Carrots. Once they’ve germinated, you’re on a roll. Best results are when the soil is warm and continually moist, the seed is fresh, and you don’t sow too deep.
Taking time to prepare a good seedbed is worth it. Carrots take a tantalisingly long time to germinate and it gets difficult when weed seedlings smother the carrots, or you have to lift weeds out and disrupt the soil. If the soil has been dug or rotavated, try and firm the soil surface so it doesn’t subside after sowing.
Hoe out a shallow drill, and water only the sowing line with a watering can, which also helps to firm the soil at the base of the drill line. It is then worth taking the time to sow accurately: I sprinkle seed onto a plate, and then place each seed individually at a 1 cm spacing, and cover with ¼“ fine soil. This saves fiddly time later thinning the crop to an inch apart, as well as the risk of root fly smelling your thinnings.
Unless it rains, water the drill every day, just enough to wet the seed, but not the soil around. This gives me 95% germination every time. Keep an eye out for germinating weeds and lift them out gently.
The richer the soil, the faster and bigger your carrots grow. Our soil is manured every year, and as soon as the plants are big enough, more manure goes either side of them, which helps earth them up to stop the root tops going green as they push themselves up our of our clay soil.

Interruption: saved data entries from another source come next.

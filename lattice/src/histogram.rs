//! Sparse histogram keyed by real-valued bins
//!
//! Bins are discovered on the fly: the first time a key is seen a bin is
//! created for it and it is never removed afterwards. Keys compare by exact
//! floating point value, there is no tolerance or bucketing.

use serde::{Deserialize, Serialize};
use std::cmp::Ordering;
use std::collections::BTreeMap;
use std::fmt;

/// Total-ordered wrapper so `f64` can key a `BTreeMap`
#[derive(Debug, Clone, Copy, Deserialize, Serialize)]
struct BinKey(f64);

impl PartialEq for BinKey {
    fn eq(&self, other: &Self) -> bool {
        self.cmp(other) == Ordering::Equal
    }
}

impl Eq for BinKey {}

impl PartialOrd for BinKey {
    fn partial_cmp(&self, other: &Self) -> Option<Ordering> {
        Some(self.cmp(other))
    }
}

impl Ord for BinKey {
    fn cmp(&self, other: &Self) -> Ordering {
        self.0.total_cmp(&other.0)
    }
}

#[derive(Debug, Clone, Default, PartialEq, Deserialize, Serialize)]
pub struct Histogram {
    bins: BTreeMap<BinKey, f64>,
}

impl Histogram {
    pub fn new() -> Self {
        Self::default()
    }

    /// Create an empty bin at `key` if there is none yet
    pub fn add_bin(&mut self, key: f64) {
        self.bins.entry(BinKey(key)).or_insert(0.0);
    }

    pub fn contains(&self, key: f64) -> bool {
        self.bins.contains_key(&BinKey(key))
    }

    /// Count one occurrence of `key`
    pub fn add_data(&mut self, key: f64) {
        self.add(key, 1.0);
    }

    /// Add `amount` to the bin at `key`, creating it if needed
    pub fn add(&mut self, key: f64, amount: f64) {
        *self.bins.entry(BinKey(key)).or_insert(0.0) += amount;
    }

    pub fn get(&self, key: f64) -> Option<f64> {
        self.bins.get(&BinKey(key)).copied()
    }

    pub fn len(&self) -> usize {
        self.bins.len()
    }

    pub fn is_empty(&self) -> bool {
        self.bins.is_empty()
    }

    /// Bin keys in ascending order
    pub fn keys(&self) -> impl Iterator<Item = f64> + '_ {
        self.bins.keys().map(|k| k.0)
    }

    /// `(key, value)` pairs in ascending key order
    pub fn iter(&self) -> impl Iterator<Item = (f64, f64)> + '_ {
        self.bins.iter().map(|(k, v)| (k.0, *v))
    }

    /// Add all bins of `other` into `self`
    pub fn merge(&mut self, other: &Histogram) {
        for (key, value) in other.iter() {
            self.add(key, value);
        }
    }

    /// Divide every bin by the matching bin of `counts`.
    ///
    /// Bins without a nonzero counterpart are left untouched.
    pub fn normalize_by(&mut self, counts: &Histogram) {
        for (key, value) in self.bins.iter_mut() {
            if let Some(&n) = counts.bins.get(key) {
                if n != 0.0 {
                    *value /= n;
                }
            }
        }
    }

    /// One `key value` line per bin in fixed-width columns
    pub fn formatted_string(&self) -> String {
        self.iter()
            .map(|(key, value)| format!("{:>14.6}{:>18.10}\n", key, value))
            .collect()
    }
}

impl fmt::Display for Histogram {
    fn fmt(&self, f: &mut fmt::Formatter<'_>) -> fmt::Result {
        f.write_str(&self.formatted_string())
    }
}

impl FromIterator<(f64, f64)> for Histogram {
    fn from_iter<I: IntoIterator<Item = (f64, f64)>>(iter: I) -> Self {
        let mut histogram = Histogram::new();
        for (key, value) in iter {
            histogram.add(key, value);
        }
        histogram
    }
}
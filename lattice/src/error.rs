use thiserror::Error;

/// Configuration problems detected before any Monte Carlo step runs.
#[derive(Debug, Clone, PartialEq, Error)]
pub enum ConfigError {
    #[error("lattice must have at least one site, got {width}x{height}")]
    EmptyLattice { width: usize, height: usize },
    #[error("system size must be an even number if system is constrained, got {sites} sites")]
    OddConstrainedSize { sites: usize },
    #[error("constrained system cannot have a magnetic field (B = {field})")]
    FieldWithConstraint { field: f64 },
    #[error("down-spin ratio {ratio} must be between 0.0 and 1.0")]
    RatioOutOfRange { ratio: f64 },
    #[error("constrained system with {down} of {sites} spins down has no unlike neighbour pair to exchange")]
    FrozenConstrainedLattice { down: usize, sites: usize },
    #[error("sampling stride (print_freq) must be at least one step")]
    ZeroSamplingStride,
    #[error("stripe pattern wavelength must be at least one site")]
    ZeroWavelength,
    #[error("parameters change the lattice from {from} to {to}; run setup instead")]
    ShapeMismatch { from: String, to: String },
}
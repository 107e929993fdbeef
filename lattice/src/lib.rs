//! Two-dimensional Ising lattice with periodic boundaries
//!
//! This crate holds the lattice side of the simulation: spins and their
//! neighbour topology, the incrementally maintained Hamiltonian, the two move
//! classes (single flip and spin exchange) and the pair correlation analysis.
//! Driving the Metropolis loop lives in the `montecarlo` crate.

pub mod error;
pub mod histogram;
pub mod parameters;
pub mod spin;
pub mod spinsystem;

pub use error::ConfigError;
pub use histogram::Histogram;
pub use parameters::Parameters;
pub use spin::{Spin, SpinState};
pub use spinsystem::{LatticeSnapshot, Spinsystem};
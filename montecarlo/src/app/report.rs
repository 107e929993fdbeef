use crate::app::runner::RunSummary;
use crate::config::Config;
use tracing::info;

pub fn report_configuration(config: &Config) {
    let p = config.parameters();
    info!("\nLattice: {} x {} ({} sites)", p.width, p.height, p.sites());
    if p.constrained {
        info!(
            "  Dynamics: spin exchange, {} down spins (ratio {:.3})",
            p.down_count(),
            p.ratio
        );
    } else {
        info!("  Dynamics: single spin flip");
    }
    info!("  J = {:.4}, B = {:.4}, T = {:.4}", p.interaction, p.magnetic, p.temperature);
    info!(
        "  Equilibration: {} steps, production: {} steps, sampled every {}",
        config.equilibration_steps(),
        config.production_steps(),
        p.print_freq
    );
    if let Some(wavelength) = p.wavelength {
        info!("  Initial stripe wavelength: {}", wavelength);
    }
}

pub fn report_run_summary(summary: &RunSummary) {
    let avg = &summary.averages;
    info!(
        "\nRun finished at T = {:.4} ({} samples)",
        summary.parameters.temperature, avg.samples
    );
    info!("  <H>   = {:.6}", avg.energy);
    info!("  <M>   = {:.6}", avg.magnetisation);
    info!("  <chi> = {:.10}", avg.susceptibility);
    info!("  <Cv>  = {:.10}", avg.heat_capacity);
}

pub fn report_sweep_summary(summaries: &[RunSummary]) {
    info!("\nTemperature sweep finished ({} temperatures):", summaries.len());
    info!(
        "  {:>8} {:>14} {:>14} {:>18} {:>18}",
        "T", "<H>", "<M>", "<chi>", "<Cv>"
    );
    for summary in summaries {
        let avg = &summary.averages;
        info!(
            "  {:>8.4} {:>14.4} {:>14.6} {:>18.10} {:>18.10}",
            summary.parameters.temperature,
            avg.energy,
            avg.magnetisation,
            avg.susceptibility,
            avg.heat_capacity
        );
    }
}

In dry weeks it is best to water the crop, to keep them growing steadily and make it less likely that the roots split when we get 2” rain in Glastonbury week.
And the dreaded root fly, how do we stop that? Pick or thin the roots while it is raining or at twilight, when the fly is not on the wing. The same goes for weeding, and avoid inadvertently treading on the leaves. The fly also lives on parsley, parsnip, celeriac and celery, so best to try and lift these crops when it’s raining too!
Professional growers cover the crop with veggie mesh. Some people like to put 24” high plastic sides around their crop to keep the fly out, but they often get though a minute gap. And how do you make soup like gold? Put 22 carrots in it.
What to sow this month
April is a good time to sow all the English favourites outdoors, and you can sow the heat loving imports indoors in late April and transplant outside in May.
Outdoors: Maincrop peas, leek, beetroot, calabrese/sprouting, onion sets, maincrop potatoes, lettuce, carrots & parsnips.
Indoors: early: celeriac, mid month: courgettes, basil, sweetcorn, French and runner beans, late April: cucumber.